### WHAT TO WORK ON
In the data below, find every line that has the string "first", and copy it.

START GIVEN DATA

use crate::theme::SELECTION_COLOR;
use ratatui::style::Color;
use std::collections::BTreeMap;
use std::fmt;
use std::iter::successors;
use time::{Date, Month};

static MONTH_ABBREVS: [&str; 12] = [
    "Jan", "Feb", "Mar", "Apr", "May", "Jun", "Jul", "Aug", "Sep", "Oct", "Nov", "Dec",
];

/// A single calendar day, as picked on the calendar.  Its `Display`
/// implementation produces the canonical `YYYY-MM-DD` form.
#[derive(Clone, Copy, Debug, Eq, Hash, Ord, PartialEq, PartialOrd)]
pub(crate) struct DatePoint(Date);

impl DatePoint {
    pub(crate) fn new(date: Date) -> DatePoint {
        DatePoint(date)
    }

    pub(crate) fn date(self) -> Date {
        self.0
    }

    /// Unix timestamp of midnight UTC at the start of the day
    pub(crate) fn timestamp(self) -> i64 {
        self.0.midnight().assume_utc().unix_timestamp()
    }

    /// Short human-readable form, e.g. "05 Mar"
    pub(crate) fn short_display(self) -> String {
        format!("{:02} {}", self.0.day(), month_abbrev(self.0.month()))
    }
}

impl From<Date> for DatePoint {
    fn from(date: Date) -> DatePoint {
        DatePoint(date)
    }
}

impl fmt::Display for DatePoint {
    fn fmt(&self, f: &mut fmt::Formatter<'_>) -> fmt::Result {
        write!(
            f,
            "{:04}-{:02}-{:02}",
            self.0.year(),
            u8::from(self.0.month()),
            self.0.day()
        )
    }
}

pub(crate) fn month_abbrev(month: Month) -> &'static str {
    MONTH_ABBREVS[usize::from(u8::from(month) - 1)]
}

/// The dates selected so far on a calendar.  Every pick moves the selection
/// through `Empty → Single → Range → Single → …`.
#[derive(Clone, Copy, Debug, Default, Eq, Hash, PartialEq)]
pub(crate) enum DateRange {
    #[default]
    Empty,
    Single(DatePoint),
    // Invariant: start <= end
    Range(DatePoint, DatePoint),
}

impl DateRange {
    /// Build a complete range from two endpoints given in either order
    pub(crate) fn between(a: DatePoint, b: DatePoint) -> DateRange {
        if b < a {
            DateRange::Range(b, a)
        } else {
            DateRange::Range(a, b)
        }
    }

    pub(crate) fn starts_at(&self) -> Option<DatePoint> {
        match *self {
            DateRange::Empty => None,
            DateRange::Single(start) | DateRange::Range(start, _) => Some(start),
        }
    }

    pub(crate) fn ends_at(&self) -> Option<DatePoint> {
        match *self {
            DateRange::Range(_, end) => Some(end),
            _ => None,
        }
    }

    /// Both endpoints, if the selection is complete
    pub(crate) fn endpoints(&self) -> Option<(DatePoint, DatePoint)> {
        match *self {
            DateRange::Range(start, end) => Some((start, end)),
            _ => None,
        }
    }

    /// Return the selection that results from the user picking `picked`.
    ///
    /// A pick on an empty selection starts it.  A pick on a single date
    /// completes the range, swapping the endpoints if `picked` comes first;
    /// picking the same date again yields a one-day range.  A pick on a
    /// complete range discards it and starts over.
    pub(crate) fn pick(self, picked: DatePoint) -> DateRange {
        match self {
            DateRange::Empty | DateRange::Range(..) => DateRange::Single(picked),
            DateRange::Single(start) if picked < start => DateRange::Range(picked, start),
            DateRange::Single(start) => DateRange::Range(start, picked),
        }
    }

    /// One highlight per day covered by the selection, from its start to its
    /// end inclusive
    pub(crate) fn marked_dates(&self) -> BTreeMap<DatePoint, Highlight> {
        let Some(start) = self.starts_at() else {
            return BTreeMap::new();
        };
        let end = self.ends_at().unwrap_or(start);
        successors(Some(start.0), |d| d.next_day())
            .take_while(|&d| d <= end.0)
            .map(|d| (DatePoint(d), Highlight::new(d == start.0, d == end.0)))
            .collect()
    }

    pub(crate) fn display_text(&self) -> String {
        match *self {
            DateRange::Empty => String::new(),
            DateRange::Single(start) => start.short_display(),
            DateRange::Range(start, end) => {
                format!("{} – {}", start.short_display(), end.short_display())
            }
        }
    }
}

/// How a date covered by a selection should be drawn
#[derive(Clone, Copy, Debug, Eq, Hash, PartialEq)]
pub(crate) struct Highlight {
    pub(crate) selected: bool,
    pub(crate) starting_day: bool,
    pub(crate) ending_day: bool,
    pub(crate) color: Color,
}

impl Highlight {
    fn new(starting_day: bool, ending_day: bool) -> Highlight {
        Highlight {
            selected: true,
            starting_day,
            ending_day,
            color: SELECTION_COLOR,
        }
    }

    pub(crate) fn is_edge(&self) -> bool {
        self.starting_day || self.ending_day
    }
}

#[cfg(test)]
mod tests {
    use super::*;
    use time::macros::date;

    fn pt(date: Date) -> DatePoint {
        DatePoint::new(date)
    }

    #[test]
    fn test_pick_from_empty() {
        let r = DateRange::Empty.pick(pt(date!(2024 - 03 - 10)));
        assert_eq!(r, DateRange::Single(pt(date!(2024 - 03 - 10))));
        assert_eq!(r.starts_at(), Some(pt(date!(2024 - 03 - 10))));
        assert_eq!(r.ends_at(), None);
    }

    #[test]
    fn test_pick_after_single() {
        let r = DateRange::Single(pt(date!(2024 - 03 - 10))).pick(pt(date!(2024 - 03 - 12)));
        assert_eq!(
            r,
            DateRange::Range(pt(date!(2024 - 03 - 10)), pt(date!(2024 - 03 - 12)))
        );
    }

    #[test]
    fn test_pick_before_single_swaps() {
        let r = DateRange::Single(pt(date!(2024 - 03 - 10))).pick(pt(date!(2024 - 03 - 05)));
        assert_eq!(
            r,
            DateRange::Range(pt(date!(2024 - 03 - 05)), pt(date!(2024 - 03 - 10)))
        );
    }

    #[test]
    fn test_pick_same_day_gives_one_day_range() {
        let r = DateRange::Single(pt(date!(2024 - 03 - 10))).pick(pt(date!(2024 - 03 - 10)));
        assert_eq!(
            r,
            DateRange::Range(pt(date!(2024 - 03 - 10)), pt(date!(2024 - 03 - 10)))
        );
    }

    #[test]
    fn test_pick_on_range_restarts() {
        let range = DateRange::Range(pt(date!(2024 - 03 - 05)), pt(date!(2024 - 03 - 10)));
        for picked in [
            date!(2024 - 03 - 01),
            date!(2024 - 03 - 05),
            date!(2024 - 03 - 07),
            date!(2024 - 03 - 10),
            date!(2024 - 04 - 01),
        ] {
            assert_eq!(range.pick(pt(picked)), DateRange::Single(pt(picked)));
        }
    }

    #[test]
    fn test_pick_keeps_endpoints_ordered() {
        let days = successors(Some(date!(2023 - 12 - 28)), |d| d.next_day())
            .take(9)
            .map(pt)
            .collect::<Vec<_>>();
        let mut seen_ranges = 0;
        for &a in &days {
            for &b in &days {
                for &c in &days {
                    let mut r = DateRange::Empty;
                    for d in [a, b, c] {
                        r = r.pick(d);
                        if let Some((start, end)) = r.endpoints() {
                            assert!(start <= end, "{start} > {end} after picking {a}, {b}, {c}");
                            seen_ranges += 1;
                        }
                    }
                }
            }
        }
        assert_eq!(seen_ranges, days.len().pow(3));
    }

    #[test]
    fn test_pick_scenario() {
        let r = DateRange::Empty
            .pick(pt(date!(2024 - 03 - 10)))
            .pick(pt(date!(2024 - 03 - 05)));
        assert_eq!(r.starts_at(), Some(pt(date!(2024 - 03 - 05))));
        assert_eq!(r.ends_at(), Some(pt(date!(2024 - 03 - 10))));
        let r = r.pick(pt(date!(2024 - 03 - 20)));
        assert_eq!(r.starts_at(), Some(pt(date!(2024 - 03 - 20))));
        assert_eq!(r.ends_at(), None);
        let r = r.pick(pt(date!(2024 - 03 - 22)));
        assert_eq!(
            r,
            DateRange::Range(pt(date!(2024 - 03 - 20)), pt(date!(2024 - 03 - 22)))
        );
    }

    #[test]
    fn test_between() {
        assert_eq!(
            DateRange::between(pt(date!(2024 - 05 - 02)), pt(date!(2024 - 05 - 01))),
            DateRange::Range(pt(date!(2024 - 05 - 01)), pt(date!(2024 - 05 - 02)))
        );
    }

    #[test]
    fn test_marked_dates_empty() {
        assert!(DateRange::Empty.marked_dates().is_empty());
    }

    #[test]
    fn test_marked_dates_single() {
        let marked = DateRange::Single(pt(date!(2024 - 02 - 29))).marked_dates();
        assert_eq!(marked.len(), 1);
        let hl = marked[&pt(date!(2024 - 02 - 29))];
        assert!(hl.selected);
        assert!(hl.starting_day);
        assert!(hl.ending_day);
    }

    #[test]
    fn test_marked_dates_one_day_range() {
        let d = pt(date!(2024 - 03 - 10));
        let marked = DateRange::Range(d, d).marked_dates();
        assert_eq!(marked.len(), 1);
        assert!(marked[&d].starting_day && marked[&d].ending_day);
    }

    #[test]
    fn test_marked_dates_across_months() {
        let marked =
            DateRange::Range(pt(date!(2024 - 01 - 30)), pt(date!(2024 - 02 - 02))).marked_dates();
        let keys = marked.keys().map(ToString::to_string).collect::<Vec<_>>();
        assert_eq!(
            keys,
            ["2024-01-30", "2024-01-31", "2024-02-01", "2024-02-02"]
        );
        let first = marked[&pt(date!(2024 - 01 - 30))];
        assert!(first.starting_day && !first.ending_day);
        let interior = marked[&pt(date!(2024 - 01 - 31))];
        assert!(interior.selected && !interior.is_edge());
        let last = marked[&pt(date!(2024 - 02 - 02))];
        assert!(!last.starting_day && last.ending_day);
        assert!(marked.values().all(|hl| hl.color == SELECTION_COLOR));
    }

    #[test]
    fn test_display_text() {
        assert_eq!(DateRange::Empty.display_text(), "");
        assert_eq!(
            DateRange::Single(pt(date!(2024 - 03 - 05))).display_text(),
            "05 Mar"
        );
        let r = DateRange::Range(pt(date!(2024 - 12 - 30)), pt(date!(2025 - 01 - 02)));
        assert_eq!(r.display_text(), "30 Dec – 02 Jan");
        assert_eq!(r.display_text(), r.display_text());
    }

    #[test]
    fn test_date_point_fields() {
        let d = pt(date!(2024 - 03 - 05));
        assert_eq!(d.to_string(), "2024-03-05");
        assert_eq!(d.timestamp(), 1_709_596_800);
        assert_eq!(pt(date!(1970 - 01 - 01)).timestamp(), 0);
    }
}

END GIVEN DATA

### TASK RESPONSE
    /// completes the range, swapping the endpoints if `picked` comes first;
        let first = marked[&pt(date!(2024 - 01 - 30))];
        assert!(first.starting_day && !first.ending_day);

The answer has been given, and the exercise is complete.